Drug Topics®: You've been a pharmacist during some tough times, like Hurricane Harvey and the pandemic. What has been your guiding principle for managing such circumstances?

Nguyen: My guiding principle is just always remain calm. Anybody that knows me knows that I'm not a vocal person. I do have the ability to remain calm despite the chaos around me. It's during those times of chaos, like you mentioned during Hurricane Harvey or the pandemic, that people look to you. They look to you to remain calm, and they look to you to make sure that you figure out solutions. For instance, if the lights are out and the streets are flooded, how do we figure out how to get to the store? How do we make sure that we take care of our customers? Or you'll have some of those days where we're giving 30, 40, 50 shots a day. How do you figure out how to fill prescription at the same time? There were moments during COVID-19, when your whole staff unfortunately had to call out and you're pretty much stuck there by yourself. You’ve got to figure out how you navigate that. Those are just some of the situations we've had to deal with over the years. I'd like to say, ‘when disasters hit, instead of running away from danger, unfortunately, we as pharmacists are expected to run towards it.’ So remaining calm is essential. Because if you start to lose it, the people around you start to lose it and it just goes downhill from there. Thankfully, I've been blessed. Over the years, I've had a great pharmacy team. I have an amazing store manager. I have just an amazing pharmacy coordinator and it goes all the way up to the top, to our merchandiser. I don't think she's forgotten what it's like to be in the stores, in the trenches. I know I have the resources available. I know I have the support available, should any situation arise. I know help is just a phone call away most of the time.

Drug Topics®: What makes for a good patient/pharmacist encounter?

Nguyen: A good encounter begins and ends with listening to what the patient has to say. All too often as pharmacists, we're short on time. we're quick to explain to the patient ‘what you need to do, or what you need to take.’ Over the years, I found that if you just take a few extra minutes during that encounter, just to try to remember their name, it makes them feel special. Maybe ask how their day is going, how their kids are doing, how their family is doing, what they like to eat. Those little details go a long way into building trust. If you're able to establish that trust, I think people are more open and more willing to talk to you about their health care needs. With health care information being so accessible via the onternet or the smartphone, we may not get as many health or medical questions. If you're able to establish that trust at the beginning, I think people feel that they have that connection with the pharmacist. When the time comes, or the situation arises, they feel more comfortable talking to or asking a pharmacist what they need to do.

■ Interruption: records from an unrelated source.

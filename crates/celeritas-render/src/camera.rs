//! Camera system for view and projection matrix generation.

use glam::{Mat3, Mat4, Quat, Vec3};

/// A perspective camera that generates view and projection matrices.
#[derive(Debug, Clone)]
pub struct Camera {
    /// Position in world space.
    pub position: Vec3,
    /// Rotation as a unit quaternion.
    pub rotation: Quat,
    /// Vertical field of view in radians.
    pub fov_y: f32,
    /// Width / height.
    pub aspect_ratio: f32,
    /// Near clip plane distance (always positive).
    pub near: f32,
    /// Far clip plane distance (always positive, > near).
    pub far: f32,
}

impl Camera {
    /// Compute the view matrix (inverse of camera transform).
    pub fn view_matrix(&self) -> Mat4 {
        let rotation_matrix = Mat4::from_quat(self.rotation);
        let translation_matrix = Mat4::from_translation(self.position);
        // View = inverse(Translation * Rotation)
        (translation_matrix * rotation_matrix).inverse()
    }

    /// Compute the perspective projection matrix.
    pub fn projection_matrix(&self) -> Mat4 {
        Mat4::perspective_rh(self.fov_y, self.aspect_ratio, self.near, self.far)
    }

    /// Compute the combined view-projection matrix.
    pub fn view_projection_matrix(&self) -> Mat4 {
        self.projection_matrix() * self.view_matrix()
    }

    /// The forward direction vector (-Z in camera space).
    pub fn forward(&self) -> Vec3 {
        self.rotation * Vec3::NEG_Z
    }

    /// The up direction vector (+Y in camera space).
    pub fn up(&self) -> Vec3 {
        self.rotation * Vec3::Y
    }

    /// The right direction vector (+X in camera space).
    pub fn right(&self) -> Vec3 {
        self.rotation * Vec3::X
    }

    /// Orient the camera to look at a world-space target point.
    ///
    /// The target must not coincide with the camera position; a degenerate
    /// direction leaves the rotation unchanged.
    pub fn look_at(&mut self, target: Vec3) {
        let Some(forward) = (target - self.position).try_normalize() else {
            return;
        };
        // When the view direction is (anti)parallel to world up, fall back
        // to +X as the reference up to keep the basis well-formed.
        let world_up = if forward.abs_diff_eq(Vec3::Y, 1e-6) || forward.abs_diff_eq(Vec3::NEG_Y, 1e-6)
        {
            Vec3::X
        } else {
            Vec3::Y
        };
        let right = forward.cross(world_up).normalize();
        let camera_up = right.cross(forward).normalize();

        let rotation_mat = Mat3::from_cols(right, camera_up, -forward);
        self.rotation = Quat::from_mat3(&rotation_mat);
    }

    /// Set the near clip plane distance.
    pub fn set_near_clip(&mut self, near: f32) {
        self.near = near;
    }

    /// Update the aspect ratio from surface dimensions.
    pub fn set_aspect_ratio(&mut self, width: f32, height: f32) {
        self.aspect_ratio = width / height.max(1.0);
    }
}

impl Default for Camera {
    fn default() -> Self {
        Self {
            position: Vec3::ZERO,
            rotation: Quat::IDENTITY,
            fov_y: std::f32::consts::FRAC_PI_4, // 45 degrees
            aspect_ratio: 4.0 / 3.0,
            near: 0.1,
            far: 10000.0,
        }
    }
}

#[cfg(test)]
mod tests {
    use super::*;

    #[test]
    fn test_identity_camera_looks_down_neg_z() {
        let camera = Camera::default();
        let forward = camera.forward();
        assert!((forward.x).abs() < 1e-6);
        assert!((forward.y).abs() < 1e-6);
        assert!((forward.z + 1.0).abs() < 1e-6);
    }

    #[test]
    fn test_look_at_straight_ahead_keeps_neg_z() {
        let mut camera = Camera::default();
        camera.position = Vec3::ZERO;
        camera.look_at(Vec3::new(0.0, 0.0, -300.0));

        let forward = camera.forward();
        assert!((forward - Vec3::NEG_Z).length() < 1e-5);
        assert!((camera.up() - Vec3::Y).length() < 1e-5);
    }

    #[test]
    fn test_look_at_produces_orthonormal_basis() {
        let mut camera = Camera::default();
        camera.position = Vec3::new(10.0, 5.0, -3.0);
        camera.look_at(Vec3::new(-7.0, 2.0, 40.0));

        let f = camera.forward();
        let u = camera.up();
        let r = camera.right();

        assert!((f.length() - 1.0).abs() < 1e-5);
        assert!((u.length() - 1.0).abs() < 1e-5);
        assert!((r.length() - 1.0).abs() < 1e-5);
        assert!(f.dot(u).abs() < 1e-5);
        assert!(f.dot(r).abs() < 1e-5);
        assert!(u.dot(r).abs() < 1e-5);

        // Forward actually points at the target.
        let to_target = (Vec3::new(-7.0, 2.0, 40.0) - camera.position).normalize();
        assert!((f - to_target).length() < 1e-5);
    }

    #[test]
    fn test_look_at_self_is_a_no_op() {
        let mut camera = Camera::default();
        let before = camera.rotation;
        camera.look_at(camera.position);
        assert_eq!(camera.rotation, before);
    }

    #[test]
    fn test_look_straight_up_is_well_formed() {
        let mut camera = Camera::default();
        camera.look_at(Vec3::new(0.0, 100.0, 0.0));
        let f = camera.forward();
        assert!((f - Vec3::Y).length() < 1e-4);
        assert!((f.length() - 1.0).abs() < 1e-5);
    }

    #[test]
    fn test_set_near_clip() {
        let mut camera = Camera::default();
        camera.set_near_clip(5.0);
        assert_eq!(camera.near, 5.0);
    }

    #[test]
    fn test_projection_matrix_aspect_ratio() {
        let mut camera = Camera::default();
        camera.set_aspect_ratio(1920.0, 1080.0);
        assert!((camera.aspect_ratio - 16.0 / 9.0).abs() < 1e-6);
    }

    #[test]
    fn test_view_matrix_inverse_is_camera_transform() {
        let camera = Camera {
            position: Vec3::new(10.0, 20.0, 30.0),
            rotation: Quat::from_rotation_y(std::f32::consts::FRAC_PI_2),
            ..Camera::default()
        };
        let view = camera.view_matrix();
        let inv_view = view.inverse();

        // The inverse view matrix should reconstruct the camera's world
        // transform; column 3 is the camera position.
        let reconstructed_pos = inv_view.col(3).truncate();
        assert!((reconstructed_pos - camera.position).length() < 1e-4);
    }

    #[test]
    fn test_view_projection_combines_correctly() {
        let camera = Camera::default();
        let vp = camera.view_projection_matrix();
        let expected = camera.projection_matrix() * camera.view_matrix();
        for col in 0..4 {
            for row in 0..4 {
                assert!(
                    (vp.col(col)[row] - expected.col(col)[row]).abs() < 1e-6,
                    "mismatch at col={col}, row={row}"
                );
            }
        }
    }
}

Drug Topics®: Finally, what does it mean to you to be named Pharmacist of the Year?

Nguyen: It means a lot. I'm truly humbled. I'm so thankful to be chosen. I'm so thankful to SingleCare. They’ve taken the time and resources to spotlight the pharmacy profession. At the same time, I know that there are so many of my colleagues here at Kroger and the hundreds and thousands of other community pharmacists out there that are doing what I'm doing each and every day. I truly believe that pharmacists are the unsung heroes of the medical profession. We have so much to offer. When it's all said and done, I hope people will look back and see how the pharmacy profession, as a whole, has gotten this nation through the pandemic. Looking back on it, I'm just blessed to have chosen a career in pharmacy. Just as importantly, I'm working for a great company at Kroger. They give me the resources necessary to help people live healthier lives. At the end of the day, that's what it's all about. Making sure we take care of our patients.